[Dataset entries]
****

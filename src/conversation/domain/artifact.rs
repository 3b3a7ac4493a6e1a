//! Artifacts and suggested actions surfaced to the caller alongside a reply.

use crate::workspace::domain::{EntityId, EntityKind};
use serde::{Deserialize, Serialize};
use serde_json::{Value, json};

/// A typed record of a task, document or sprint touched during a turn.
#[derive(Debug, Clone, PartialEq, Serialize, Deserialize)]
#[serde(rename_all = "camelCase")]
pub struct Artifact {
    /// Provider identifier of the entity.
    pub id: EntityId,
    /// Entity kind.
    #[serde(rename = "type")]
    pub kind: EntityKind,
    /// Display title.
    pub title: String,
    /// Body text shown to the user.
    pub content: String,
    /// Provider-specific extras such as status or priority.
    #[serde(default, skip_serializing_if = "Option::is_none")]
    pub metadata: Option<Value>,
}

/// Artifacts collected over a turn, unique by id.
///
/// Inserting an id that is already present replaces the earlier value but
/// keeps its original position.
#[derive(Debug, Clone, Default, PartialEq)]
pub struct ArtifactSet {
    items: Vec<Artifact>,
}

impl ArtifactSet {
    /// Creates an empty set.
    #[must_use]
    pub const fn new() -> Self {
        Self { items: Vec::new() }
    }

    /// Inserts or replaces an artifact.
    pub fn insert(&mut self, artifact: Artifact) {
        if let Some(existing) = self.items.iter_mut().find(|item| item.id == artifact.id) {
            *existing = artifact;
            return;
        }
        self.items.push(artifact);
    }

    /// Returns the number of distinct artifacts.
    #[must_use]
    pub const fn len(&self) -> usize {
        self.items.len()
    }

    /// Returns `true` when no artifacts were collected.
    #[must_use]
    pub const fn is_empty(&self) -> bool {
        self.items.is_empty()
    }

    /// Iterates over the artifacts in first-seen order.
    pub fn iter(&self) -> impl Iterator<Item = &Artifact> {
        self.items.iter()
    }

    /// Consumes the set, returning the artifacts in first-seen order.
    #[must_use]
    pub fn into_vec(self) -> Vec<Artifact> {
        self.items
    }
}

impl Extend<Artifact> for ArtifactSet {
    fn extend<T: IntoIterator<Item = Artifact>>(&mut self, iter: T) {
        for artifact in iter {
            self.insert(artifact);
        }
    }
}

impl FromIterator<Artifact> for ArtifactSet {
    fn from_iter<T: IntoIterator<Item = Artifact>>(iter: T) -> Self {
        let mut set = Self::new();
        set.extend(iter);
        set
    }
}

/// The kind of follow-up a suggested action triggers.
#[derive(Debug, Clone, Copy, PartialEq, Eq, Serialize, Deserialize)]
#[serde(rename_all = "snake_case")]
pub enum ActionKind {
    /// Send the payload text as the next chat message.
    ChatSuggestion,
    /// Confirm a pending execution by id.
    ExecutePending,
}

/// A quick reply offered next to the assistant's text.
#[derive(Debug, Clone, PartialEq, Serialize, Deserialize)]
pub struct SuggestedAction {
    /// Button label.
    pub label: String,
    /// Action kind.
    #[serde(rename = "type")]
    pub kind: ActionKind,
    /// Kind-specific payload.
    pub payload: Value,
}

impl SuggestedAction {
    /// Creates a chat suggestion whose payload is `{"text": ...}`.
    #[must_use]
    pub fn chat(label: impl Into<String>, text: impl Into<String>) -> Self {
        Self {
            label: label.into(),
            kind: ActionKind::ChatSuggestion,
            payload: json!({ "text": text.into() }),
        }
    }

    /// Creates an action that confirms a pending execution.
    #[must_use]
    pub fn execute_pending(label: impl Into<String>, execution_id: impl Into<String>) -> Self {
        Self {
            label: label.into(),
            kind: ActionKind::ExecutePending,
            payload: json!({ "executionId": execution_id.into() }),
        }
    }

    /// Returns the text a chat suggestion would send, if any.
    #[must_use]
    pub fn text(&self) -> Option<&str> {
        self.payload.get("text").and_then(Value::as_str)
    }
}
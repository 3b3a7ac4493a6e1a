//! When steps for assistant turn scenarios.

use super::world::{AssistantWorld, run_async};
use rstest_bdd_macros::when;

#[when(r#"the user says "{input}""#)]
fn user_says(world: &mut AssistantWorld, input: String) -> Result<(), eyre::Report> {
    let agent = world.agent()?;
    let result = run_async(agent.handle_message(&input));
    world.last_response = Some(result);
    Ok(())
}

****

• [ACTIVITY]
Identify the lines of the data that contain the word "replaces". Copy each of them.

• [SOLUTION TO THIS EXERCISE]
/// Inserting an id that is already present replaces the earlier value but
    /// Inserts or replaces an artifact.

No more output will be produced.